Back in December, both the motherboard and the hard drive on my Thinkpad X41 Tablet died. Happily, Lenovo’s warranty service was superior, getting the machine back to me fixed three days after I shipped it out broken. Due to the timing of the hard drive failure, however, I found myself with a blank hard drive and no USB CD-ROM drive from which to re-load Windows.
From problem springs opportunity: I’d wanted to install GNU/Linux on this machine, and now I didn’t have to deal with re-partitioning! If I needed to move back to Windows later, I’d be no worse off. So I set up a network install from an Ubuntu disk I had around, and within the hour I was setting up applications and copying data back.

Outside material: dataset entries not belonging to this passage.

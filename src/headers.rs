use http_client::Request;

/// User agent sent with every request
const USER_AGENT: &str = concat!("set-plays/", env!("CARGO_PKG_VERSION"));

/// Add headers shared by all requests
pub fn add_common_headers(request: &mut Request) {
    let _ = request.insert_header("User-Agent", USER_AGENT);
    let _ = request.insert_header("Accept-Language", "en-US,en;q=0.9");
}

/// Add headers for plain page fetches
pub fn add_page_headers(request: &mut Request) {
    add_common_headers(request);
    let _ = request.insert_header(
        "Accept",
        "text/html,application/xhtml+xml,application/xml;q=0.9,*/*;q=0.8",
    );
}

/// Add headers for JSON API calls, with an optional SoundCloud OAuth token
pub fn add_api_headers(request: &mut Request, oauth_token: Option<&str>) {
    add_common_headers(request);
    let _ = request.insert_header("Accept", "application/json");

    if let Some(token) = oauth_token {
        let _ = request.insert_header("Authorization", format!("OAuth {token}"));
    }
}

/// Add headers for urlencoded form submissions
pub fn add_form_headers(request: &mut Request) {
    add_common_headers(request);
    let _ = request.insert_header("Accept", "application/json");
    let _ = request.insert_header("Content-Type", "application/x-www-form-urlencoded");
}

A month in, I haven’t regretted the switch nor pined for Vista. With the help of ThinkWiki, the machine sleeps, wakes, and works better than ever, even rotating the screen automatically in tablet mode. Firefox looks the same on any platform; OpenOffice.org has been a drop-in replacement for Microsoft Office, allowing seamless exchange with colleagues’ .doc and .ppt files and making it easy to generate PDFs, as a bonus; Thunderbird handles and filters email almost as well as Eudora; Wine runs the odd but necessary Windows app; and the command line and development environment underneath it all offer customization possibilities much harder to achieve in Windows. Ubuntu’s focus on combining power with ease of use has really paid off.